Ribozymes are small RNA molecules that cleave target RNA by their endonucleolytic activity. In different studies, transfection of human melanoma cell lines with ribozymes led to reduced expression of survivin protein and augmented caspase-9-dependent cell death and sensitivity to cis-platinum, topotecan, and radiation [81,103,104]. The potential caveat to use of ribozyme administration is that ribozymes degrade easily and cause aberrant cell trafficking. However, strategies to overcome these limitations and increase the efficacy of these drugs for use in vivo are being developed. Thus far, none of the drugs of this family have entered clinical trials.
Small interfering RNAs (siRNAs) are short, double-stranded RNAs that inhibit gene expression. SiRNAs are often more effective than other antisense approaches, rendering them better candidates for clinical treatments because lower concentrations of them is needed for each treatment resulting in less side effects compared to other techniques.
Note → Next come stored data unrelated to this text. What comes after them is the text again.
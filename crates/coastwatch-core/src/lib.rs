//! Core types and definitions for the Coastwatch patrol simulation.
//!
//! This crate defines the vocabulary shared across all other crates:
//! geometry, components, state views, events, and constants.
//! It has no dependency on any runtime framework.

pub mod components;
pub mod constants;
pub mod enums;
pub mod events;
pub mod state;
pub mod types;

#[cfg(test)]
mod tests;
The first RNAi-mediated inhibition of survivin resulted in delayed mitosis, misaligned chromosomes and accumulation in prometaphase in Hela cells [105,106]. Further, in preclinical studies that attempted to utilize RNAi technology (either plasmid vectors encoding short hairpin RNAs or chemically synthesized siRNAs) to target survivin resulted in decreased survivin expression, enhanced cell death, reduced cell proliferation and inhibited tumor growth [106–115]. Suppression of survivin by RNAi also enhanced the sensitivity of cancer cell lines to multiple treatments such as vincristine , 17-allylamino-17-demethoxygeldanamycin , doxorubicin [113,115], APO2L/TRAIL , TNF-alpha , and, as with AO and ribozymes, to radiation [113,114].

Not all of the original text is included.